Effect of low pressure on mechanical properties, microstructure, and durability of concrete: A Review
Daguan Huang, Heng Gao, Qian Xia, Jianbo Tian, Yang Li, Ditao Niu
Abstract
Examining the effects of low pressure (LP) on concrete is essential for construction in high-altitude regions. This study systematically reviews how LP environments influence the mechanical properties, microstructure and durability of concrete. Under LP, the compressive, flexural, and splitting tensile strengths of concrete tend to decrease. In high-altitude areas, air-entraining agents (AEAs) are added to improve the frost resistance of concrete. However, in LP environments, their use adversely affects the mechanical properties due to the reduced air-entraining efficiency caused by decreased bubble stability. Under LP, the stability of bubbles decreases, the merging and bursting intensify, and the pore deterioration of hardened concrete is relatively serious. Meanwhile, the LP environments lead to incomplete hydration reactions, and the hydration products do not fill the pores adequately.

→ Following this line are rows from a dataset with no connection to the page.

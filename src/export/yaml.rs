//! YAML export of a computed summary

use std::io::Write;

use crate::error::{BudgetError, BudgetResult};
use crate::export::json::SummaryExport;
use crate::services::budget::BudgetSummary;
use crate::services::calculator::CalculationConfig;

/// Write a summary as YAML with a short comment header
pub fn export_summary_yaml<W: Write>(
    summary: &BudgetSummary,
    config: &CalculationConfig,
    writer: &mut W,
) -> BudgetResult<()> {
    let export = SummaryExport::new(summary, config);
    let err = |e: std::io::Error| BudgetError::Export(e.to_string());

    writeln!(writer, "# budgetline summary: {}", export.table).map_err(err)?;
    writeln!(writer, "# Generated: {}", export.exported_at).map_err(err)?;
    writeln!(writer).map_err(err)?;

    serde_yaml::to_writer(writer, &export).map_err(|e| BudgetError::Export(e.to_string()))?;
    Ok(())
}

#[cfg(test)]
mod tests {
    use super::*;
    use crate::models::{BudgetCategory, BudgetTable};
    use crate::services::budget::BudgetService;

    #[test]
    fn test_yaml_round_trips_as_value() {
        let config = CalculationConfig::default();
        let table = BudgetTable::new("VPE", BudgetCategory::Missions);
        let summary = BudgetService::new(&config).summarize(&table, &[], None);

        let mut out = Vec::new();
        export_summary_yaml(&summary, &config, &mut out).unwrap();
        let text = String::from_utf8(out).unwrap();

        assert!(text.starts_with("# budgetline summary: VPE/Misiones"));
        let value: serde_yaml::Value = serde_yaml::from_str(&text).unwrap();
        assert_eq!(value["summary"]["unit"].as_str(), Some("VPE"));
        assert_eq!(value["settings"]["formula_variant"].as_str(), Some("additive"));
    }
}
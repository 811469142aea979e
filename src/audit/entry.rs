//! Audit entry data structures

use std::fmt;

use chrono::{DateTime, Utc};
use serde::{Deserialize, Serialize};

/// Types of operations that can be audited
#[derive(Debug, Clone, Copy, PartialEq, Eq, Serialize, Deserialize)]
#[serde(rename_all = "lowercase")]
pub enum Operation {
    Create,
    Update,
    Delete,
    /// Data was written out of the store (CSV, JSON, YAML)
    Export,
}

impl fmt::Display for Operation {
    fn fmt(&self, f: &mut fmt::Formatter<'_>) -> fmt::Result {
        match self {
            Operation::Create => write!(f, "CREATE"),
            Operation::Update => write!(f, "UPDATE"),
            Operation::Delete => write!(f, "DELETE"),
            Operation::Export => write!(f, "EXPORT"),
        }
    }
}

/// Types of entities that can be audited
#[derive(Debug, Clone, Copy, PartialEq, Eq, Serialize, Deserialize)]
#[serde(rename_all = "snake_case")]
pub enum EntityType {
    Table,
    LineItem,
    Settings,
    Target,
}

impl fmt::Display for EntityType {
    fn fmt(&self, f: &mut fmt::Formatter<'_>) -> fmt::Result {
        match self {
            EntityType::Table => write!(f, "Table"),
            EntityType::LineItem => write!(f, "LineItem"),
            EntityType::Settings => write!(f, "Settings"),
            EntityType::Target => write!(f, "Target"),
        }
    }
}

/// A single audit log entry
#[derive(Debug, Clone, Serialize, Deserialize)]
pub struct AuditEntry {
    /// When the operation occurred (UTC)
    pub timestamp: DateTime<Utc>,

    pub operation: Operation,

    pub entity_type: EntityType,

    /// Identifier of the affected entity, e.g. `VPO/Misiones` or `VPO/Misiones#3`
    pub entity_id: String,

    /// Human-readable description
    #[serde(skip_serializing_if = "Option::is_none")]
    pub entity_name: Option<String>,

    #[serde(skip_serializing_if = "Option::is_none")]
    pub before: Option<serde_json::Value>,

    #[serde(skip_serializing_if = "Option::is_none")]
    pub after: Option<serde_json::Value>,

    #[serde(skip_serializing_if = "Option::is_none")]
    pub diff_summary: Option<String>,
}

impl AuditEntry {
    fn new(operation: Operation, entity_type: EntityType, entity_id: String) -> Self {
        Self {
            timestamp: Utc::now(),
            operation,
            entity_type,
            entity_id,
            entity_name: None,
            before: None,
            after: None,
            diff_summary: None,
        }
    }

    pub fn create<T: Serialize>(
        entity_type: EntityType,
        entity_id: impl Into<String>,
        entity_name: Option<String>,
        entity: &T,
    ) -> Self {
        Self {
            entity_name,
            after: serde_json::to_value(entity).ok(),
            ..Self::new(Operation::Create, entity_type, entity_id.into())
        }
    }

    pub fn update<T: Serialize>(
        entity_type: EntityType,
        entity_id: impl Into<String>,
        entity_name: Option<String>,
        before: &T,
        after: &T,
        diff_summary: Option<String>,
    ) -> Self {
        Self {
            entity_name,
            before: serde_json::to_value(before).ok(),
            after: serde_json::to_value(after).ok(),
            diff_summary,
            ..Self::new(Operation::Update, entity_type, entity_id.into())
        }
    }

    pub fn delete<T: Serialize>(
        entity_type: EntityType,
        entity_id: impl Into<String>,
        entity_name: Option<String>,
        entity: &T,
    ) -> Self {
        Self {
            entity_name,
            before: serde_json::to_value(entity).ok(),
            ..Self::new(Operation::Delete, entity_type, entity_id.into())
        }
    }

    /// An export of an entity to `destination`
    pub fn export(
        entity_type: EntityType,
        entity_id: impl Into<String>,
        destination: impl Into<String>,
    ) -> Self {
        Self {
            entity_name: Some(destination.into()),
            ..Self::new(Operation::Export, entity_type, entity_id.into())
        }
    }

    /// Format the entry for human-readable output
    pub fn format_human_readable(&self) -> String {
        let mut output = format!(
            "[{}] {} {} {}",
            self.timestamp.format("%Y-%m-%d %H:%M:%S UTC"),
            self.operation,
            self.entity_type,
            self.entity_id
        );

        if let Some(name) = &self.entity_name {
            output.push_str(&format!(" ({})", name));
        }

        if let Some(diff) = &self.diff_summary {
            output.push_str(&format!("\n  Changes: {}", diff));
        }

        output
    }
}

#[cfg(test)]
mod tests {
    use super::*;
    use serde_json::json;

    #[test]
    fn test_update_entry_carries_both_sides() {
        let before = json!({"days": "3", "total": "640"});
        let after = json!({"days": "4", "total": "780"});
        let entry = AuditEntry::update(
            EntityType::LineItem,
            "VPO/Misiones#0",
            None,
            &before,
            &after,
            Some("days: \"3\" -> \"4\"".into()),
        );

        assert_eq!(entry.operation, Operation::Update);
        assert_eq!(entry.before, Some(before));
        assert_eq!(entry.after, Some(after));
    }

    #[test]
    fn test_export_entry_format() {
        let entry = AuditEntry::export(EntityType::Table, "VPO/Misiones", "out.csv");
        let text = entry.format_human_readable();
        assert!(text.contains("EXPORT Table VPO/Misiones (out.csv)"));
        assert!(entry.before.is_none() && entry.after.is_none());
    }

    #[test]
    fn test_serialization_skips_empty_fields() {
        let entry = AuditEntry::delete(EntityType::Target, "VPO/Misiones", None, &json!(1500));
        let line = serde_json::to_string(&entry).unwrap();
        assert!(line.contains("\"entity_type\":\"target\""));
        assert!(!line.contains("\"after\""));

        let parsed: AuditEntry = serde_json::from_str(&line).unwrap();
        assert_eq!(parsed.operation, Operation::Delete);
    }
}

The incorporation of nanomaterials and mineral admixtures such as fly ash and silica fume can significantly improve the pore structure, thereby enhancing the mechanical properties of concrete. The pore deterioration caused by LP and the increase in crack width in the interface transition zone lead to the decrease in the durability of concrete. Finally, further research directions are proposed to address the challenges associated with concrete behavior under LP conditions.